WHAT YOU NEED TO DO
Here are the records. Write out exactly the lines between the one holding "Item::int(token)" and the one holding "(Item::Int(_), Some(_)) =>", inclusive.

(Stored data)
=== Begin Enclosure ===

//! Maven-style version ordering
//!
//! Versions are split into items at `.` and `-` and at every switch between
//! digits and letters:
//! - numeric items compare numerically
//! - qualifiers rank `alpha < beta < milestone < rc < snapshot < release < sp`,
//!   unknown qualifiers sort after `sp` lexically
//! - `-` opens a nested list, so `1.0-alpha` is `[1, [alpha]]`
//! - trailing zero/release items are dropped, so `1 == 1.0 == 1.0.0 == 1-ga`

use std::cmp::Ordering;
use std::sync::LazyLock;

use regex::Regex;

use crate::version::comparator::{ComparatorKind, VersionComparator};
use crate::version::types::Version;

const QUALIFIERS: [&str; 7] = ["alpha", "beta", "milestone", "rc", "snapshot", "", "sp"];

/// Rank of the empty (release) qualifier
const RELEASE_RANK: &str = "5";

/// `<base>-yyyyMMdd.HHmmss-<build>` as produced by timestamped snapshot deploys
static TIMESTAMPED_SNAPSHOT: LazyLock<Regex> =
    LazyLock::new(|| Regex::new(r"^(.*)-(\d{8}\.\d{6})-(\d+)$").unwrap());

pub struct MavenComparator;

#[derive(Debug, Clone, PartialEq, Eq)]
enum Item {
    /// Digits with leading zeros stripped; zero is the empty string
    Int(String),
    Str(String),
    List(Vec<Item>),
}

impl Item {
    fn int(digits: &str) -> Self {
        Item::Int(digits.trim_start_matches('0').to_string())
    }

    fn string(value: &str, followed_by_digit: bool) -> Self {
        let value = match value {
            "a" if followed_by_digit => "alpha",
            "b" if followed_by_digit => "beta",
            "m" if followed_by_digit => "milestone",
            "ga" | "final" | "release" => "",
            "cr" => "rc",
            other => other,
        };
        Item::Str(value.to_string())
    }

    fn parse(is_digit: bool, token: &str) -> Self {
        if is_digit {
            Item::int(token)
        } else {
            Item::string(token, false)
        }
    }

    fn is_null(&self) -> bool {
        match self {
            Item::Int(digits) => digits.is_empty(),
            Item::Str(value) => qualifier_rank(value) == RELEASE_RANK,
            Item::List(items) => items.is_empty(),
        }
    }

    /// Compare against another item, `None` standing for a missing item
    fn compare(&self, other: Option<&Item>) -> Ordering {
        match (self, other) {
            (Item::Int(digits), None) => {
                if digits.is_empty() {
                    Ordering::Equal
                } else {
                    Ordering::Greater
                }
            }
            (Item::Int(a), Some(Item::Int(b))) => a.len().cmp(&b.len()).then_with(|| a.cmp(b)),
            (Item::Int(_), Some(_)) => Ordering::Greater,

            (Item::Str(value), None) => qualifier_rank(value).as_str().cmp(RELEASE_RANK),
            (Item::Str(_), Some(Item::Int(_))) => Ordering::Less,
            (Item::Str(a), Some(Item::Str(b))) => qualifier_rank(a).cmp(&qualifier_rank(b)),
            (Item::Str(_), Some(Item::List(_))) => Ordering::Less,

            (Item::List(items), None) => match items.first() {
                Some(first) => first.compare(None),
                None => Ordering::Equal,
            },
            (Item::List(_), Some(Item::Int(_))) => Ordering::Less,
            (Item::List(_), Some(Item::Str(_))) => Ordering::Greater,
            (Item::List(left), Some(Item::List(right))) => compare_lists(left, right),
        }
    }
}

fn compare_lists(left: &[Item], right: &[Item]) -> Ordering {
    let len = left.len().max(right.len());
    for i in 0..len {
        let result = match (left.get(i), right.get(i)) {
            (None, None) => Ordering::Equal,
            (None, Some(r)) => r.compare(None).reverse(),
            (Some(l), r) => l.compare(r),
        };
        if result != Ordering::Equal {
            return result;
        }
    }
    Ordering::Equal
}

fn qualifier_rank(value: &str) -> String {
    match QUALIFIERS.iter().position(|q| *q == value) {
        Some(index) => index.to_string(),
        None => format!("{}-{}", QUALIFIERS.len(), value),
    }
}

/// Drop trailing null items, stopping at the first non-null non-list item
fn normalize(items: &mut Vec<Item>) {
    let mut i = items.len();
    while i > 0 {
        i -= 1;
        if items[i].is_null() {
            items.remove(i);
        } else if !matches!(items[i], Item::List(_)) {
            break;
        }
    }
}

/// Split a version into its nested item structure
///
/// Each `-` (and each digit/letter switch) opens a new list that becomes
/// the last element of the current one, so the open lists always form a
/// single chain. `levels[k]` holds the items of the k-th list in that chain.
fn parse_items(version: &str) -> Vec<Item> {
    let version = version.to_lowercase();
    let chars: Vec<char> = version.chars().collect();
    let mut levels: Vec<Vec<Item>> = vec![Vec::new()];
    let mut is_digit = false;
    let mut start = 0;

    let token = |from: usize, to: usize| chars[from..to].iter().collect::<String>();

    for (i, &c) in chars.iter().enumerate() {
        if c == '.' || c == '-' {
            let item = if i == start {
                Item::int("0")
            } else {
                Item::parse(is_digit, &token(start, i))
            };
            push_item(&mut levels, item);
            start = i + 1;
            if c == '-' {
                levels.push(Vec::new());
            }
        } else if c.is_ascii_digit() {
            if !is_digit && i > start {
                push_item(&mut levels, Item::string(&token(start, i), true));
                start = i;
                levels.push(Vec::new());
            }
            is_digit = true;
        } else {
            if is_digit && i > start {
                push_item(&mut levels, Item::parse(true, &token(start, i)));
                start = i;
                levels.push(Vec::new());
            }
            is_digit = false;
        }
    }

    if chars.len() > start {
        push_item(&mut levels, Item::parse(is_digit, &token(start, chars.len())));
    }

    let mut child: Option<Vec<Item>> = None;
    while let Some(mut items) = levels.pop() {
        if let Some(nested) = child.take() {
            items.push(Item::List(nested));
        }
        normalize(&mut items);
        child = Some(items);
    }
    child.unwrap_or_default()
}

fn push_item(levels: &mut [Vec<Item>], item: Item) {
    if let Some(current) = levels.last_mut() {
        current.push(item);
    }
}

impl VersionComparator for MavenComparator {
    fn kind(&self) -> ComparatorKind {
        ComparatorKind::Maven
    }

    fn compare(&self, a: &Version, b: &Version) -> Ordering {
        if a == b {
            return Ordering::Equal;
        }
        compare_lists(&parse_items(a.as_str()), &parse_items(b.as_str()))
    }

    fn is_snapshot(&self, version: &Version) -> bool {
        let value = version.as_str();
        value.to_ascii_uppercase().ends_with("SNAPSHOT")
            || TIMESTAMPED_SNAPSHOT.is_match(value)
    }
}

=== End Enclosure ===

ANSWER AREA
            Item::int(token)
        } else {
            Item::string(token, false)
        }
    }

    fn is_null(&self) -> bool {
        match self {
            Item::Int(digits) => digits.is_empty(),
            Item::Str(value) => qualifier_rank(value) == RELEASE_RANK,
            Item::List(items) => items.is_empty(),
        }
    }

    /// Compare against another item, `None` standing for a missing item
    fn compare(&self, other: Option<&Item>) -> Ordering {
        match (self, other) {
            (Item::Int(digits), None) => {
                if digits.is_empty() {
                    Ordering::Equal
                } else {
                    Ordering::Greater
                }
            }
            (Item::Int(a), Some(Item::Int(b))) => a.len().cmp(&b.len()).then_with(|| a.cmp(b)),
            (Item::Int(_), Some(_)) => Ordering::Greater,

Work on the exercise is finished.